Introduction: A diet low in fermentable oligosaccharides, disaccharides, monosaccharides, and polyols (FODMAP) has been shown to reduce symptoms among adult patients and children with irritable bowel syndrome. There are no studies investigating the effectiveness of the low FODMAP diet in pediatric patients with functional abdominal pain (FAP). Objective: The study aimed to evaluate the effectiveness of the low FODMAP diet in reducing gastrointestinal symptoms in children with FAP in comparison to the control diet based on the National Institute for Health and Care Excellence (NICE) guidelines. Methods: Twenty-seven children with diagnosed FAP were randomized to 2 groups. Each group received an intervention: the low FODMAP diet or the diet based on NICE. All food was prepared and delivered by a catering company. Data regarding gastrointestinal symptoms were recorded by participants during the 2-week baseline assessment and 4-week dietary intervention. The frequencies of abdominal pain and stools were reported as a number of events per day. The severity of abdominal pain was assessed using the Wong-Baker FACES Pain Rating Scale. The assessment of stool consistency was based on the Bristol Stool Form Scale. Results: The tendency toward the improvement in abdominal symptoms was noted in the low FODMAP group but without statistical significance.

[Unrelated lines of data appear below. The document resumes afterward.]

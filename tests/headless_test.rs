//! Tests for headless tic-tac-toe replay.

use strictly_demos::replay_report;
use strictly_demos::tictactoe::{MoveError, Position};

#[test]
fn test_winning_replay_report() {
    let report = replay_report(&[0, 3, 1, 4, 2]).unwrap();
    assert_eq!(report, "X|X|X\n-+-+-\nO|O|6\n-+-+-\n7|8|9\n\nPlayer X wins");
}

#[test]
fn test_unfinished_replay_names_next_player() {
    let report = replay_report(&[4]).unwrap();
    assert!(report.ends_with("In progress (O to move)"));
}

#[test]
fn test_draw_replay_report() {
    let report = replay_report(&[0, 1, 2, 4, 3, 5, 7, 6, 8]).unwrap();
    assert!(report.ends_with("\n\nDraw"));
}

#[test]
fn test_rejected_replay() {
    assert_eq!(
        replay_report(&[4, 4]),
        Err(MoveError::SquareOccupied(Position::Center))
    );
    assert_eq!(replay_report(&[0, 3, 1, 4, 2, 5]), Err(MoveError::GameOver));
}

No significant differences in stool consistency were observed in this group. The NICE group experienced significant reduction in abdominal pain intensity and frequency (p < 0.01) and improvement in stool consistency (93% reporting normal stool, p < 0.05). Conclusions: The results of this pilot study suggest that the low FODMAP diet is not effective in the reduction of symptoms in children with FAP.